A word-for-word restatement of the whole listing is the expected answer.

Source data>
%%

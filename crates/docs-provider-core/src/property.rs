use crate::source::ContentSource;

/// Declared type of a provider property value.
#[derive(Debug, Clone, Copy, PartialEq, Eq)]
pub enum PropertyType {
    String,
    Integer,
    Boolean,
}

/// A named, typed configuration property declared by a provider.
#[derive(Debug, Clone, PartialEq, Eq)]
pub struct ProviderProperty {
    pub name: String,
    pub property_type: PropertyType,
    pub required: bool,
    pub default_value: String,
    /// Presentation and processing order.
    pub sequence: u32,
    pub validation_context: String,
    /// Value is a secret and must not be displayed or logged.
    pub encrypted: bool,
    pub visible: bool,
    pub value: Option<String>,
}

impl ProviderProperty {
    pub fn new(
        name: impl Into<String>,
        property_type: PropertyType,
        required: bool,
        default_value: impl Into<String>,
        sequence: u32,
    ) -> Self {
        Self {
            name: name.into(),
            property_type,
            required,
            default_value: default_value.into(),
            sequence,
            validation_context: String::new(),
            encrypted: false,
            visible: true,
            value: None,
        }
    }

    pub fn encrypted(mut self) -> Self {
        self.encrypted = true;
        self
    }

    pub fn hidden(mut self) -> Self {
        self.visible = false;
        self
    }

    /// The bound value, falling back to the default when unbound.
    pub fn effective_value(&self) -> &str {
        self.value.as_deref().unwrap_or(&self.default_value)
    }

    /// Whether a usable value is present (bound or defaulted, non-empty).
    pub fn has_value(&self) -> bool {
        !self.effective_value().trim().is_empty()
    }
}

/// Ordered set of provider properties.
///
/// Duplicate names are accepted; lookups return the first match in
/// sequence order.
#[derive(Debug, Clone, Default)]
pub struct PropertyRegistry {
    properties: Vec<ProviderProperty>,
}

impl PropertyRegistry {
    pub fn new() -> Self {
        Self::default()
    }

    pub fn add(&mut self, property: ProviderProperty) {
        self.properties.push(property);
    }

    /// Stable ascending sort over `sequence`.
    pub fn sort_by_sequence(&mut self) {
        self.properties.sort_by_key(|p| p.sequence);
    }

    pub fn iter(&self) -> impl Iterator<Item = &ProviderProperty> {
        self.properties.iter()
    }

    pub fn len(&self) -> usize {
        self.properties.len()
    }

    pub fn is_empty(&self) -> bool {
        self.properties.is_empty()
    }

    pub fn get(&self, name: &str) -> Option<&ProviderProperty> {
        self.properties.iter().find(|p| p.name == name)
    }

    /// Bind current values from `source` by property name.
    ///
    /// Source entries with no matching property are ignored; properties the
    /// source does not mention keep their previous value.
    pub fn bind(&mut self, source: &ContentSource) {
        for property in &mut self.properties {
            if let Some(value) = source.get(&property.name) {
                property.value = Some(value.to_string());
            }
        }
    }

    /// Names of required properties lacking a usable value, in sequence order.
    pub fn missing_required(&self) -> Vec<String> {
        self.properties
            .iter()
            .filter(|p| p.required && !p.has_value())
            .map(|p| p.name.clone())
            .collect()
    }
}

%%

Completed exercise>
filename crates/docs-provider-core/src/property.rs
use crate::source::ContentSource;

/// Declared type of a provider property value.
#[derive(Debug, Clone, Copy, PartialEq, Eq)]
pub enum PropertyType {
    String,
    Integer,
    Boolean,
}

/// A named, typed configuration property declared by a provider.
#[derive(Debug, Clone, PartialEq, Eq)]
pub struct ProviderProperty {
    pub name: String,
    pub property_type: PropertyType,
    pub required: bool,
    pub default_value: String,
    /// Presentation and processing order.
    pub sequence: u32,
    pub validation_context: String,
    /// Value is a secret and must not be displayed or logged.
    pub encrypted: bool,
    pub visible: bool,
    pub value: Option<String>,
}

impl ProviderProperty {
    pub fn new(
        name: impl Into<String>,
        property_type: PropertyType,
        required: bool,
        default_value: impl Into<String>,
        sequence: u32,
    ) -> Self {
        Self {
            name: name.into(),
            property_type,
            required,
            default_value: default_value.into(),
            sequence,
            validation_context: String::new(),
            encrypted: false,
            visible: true,
            value: None,
        }
    }

    pub fn encrypted(mut self) -> Self {
        self.encrypted = true;
        self
    }

    pub fn hidden(mut self) -> Self {
        self.visible = false;
        self
    }

    /// The bound value, falling back to the default when unbound.
    pub fn effective_value(&self) -> &str {
        self.value.as_deref().unwrap_or(&self.default_value)
    }

    /// Whether a usable value is present (bound or defaulted, non-empty).
    pub fn has_value(&self) -> bool {
        !self.effective_value().trim().is_empty()
    }
}

/// Ordered set of provider properties.
///
/// Duplicate names are accepted; lookups return the first match in
/// sequence order.
#[derive(Debug, Clone, Default)]
pub struct PropertyRegistry {
    properties: Vec<ProviderProperty>,
}

impl PropertyRegistry {
    pub fn new() -> Self {
        Self::default()
    }

    pub fn add(&mut self, property: ProviderProperty) {
        self.properties.push(property);
    }

    /// Stable ascending sort over `sequence`.
    pub fn sort_by_sequence(&mut self) {
        self.properties.sort_by_key(|p| p.sequence);
    }

    pub fn iter(&self) -> impl Iterator<Item = &ProviderProperty> {
        self.properties.iter()
    }

    pub fn len(&self) -> usize {
        self.properties.len()
    }

    pub fn is_empty(&self) -> bool {
        self.properties.is_empty()
    }

    pub fn get(&self, name: &str) -> Option<&ProviderProperty> {
        self.properties.iter().find(|p| p.name == name)
    }

    /// Bind current values from `source` by property name.
    ///
    /// Source entries with no matching property are ignored; properties the
    /// source does not mention keep their previous value.
    pub fn bind(&mut self, source: &ContentSource) {
        for property in &mut self.properties {
            if let Some(value) = source.get(&property.name) {
                property.value = Some(value.to_string());
            }
        }
    }

    /// Names of required properties lacking a usable value, in sequence order.
    pub fn missing_required(&self) -> Vec<String> {
        self.properties
            .iter()
            .filter(|p| p.required && !p.has_value())
            .map(|p| p.name.clone())
            .collect()
    }
}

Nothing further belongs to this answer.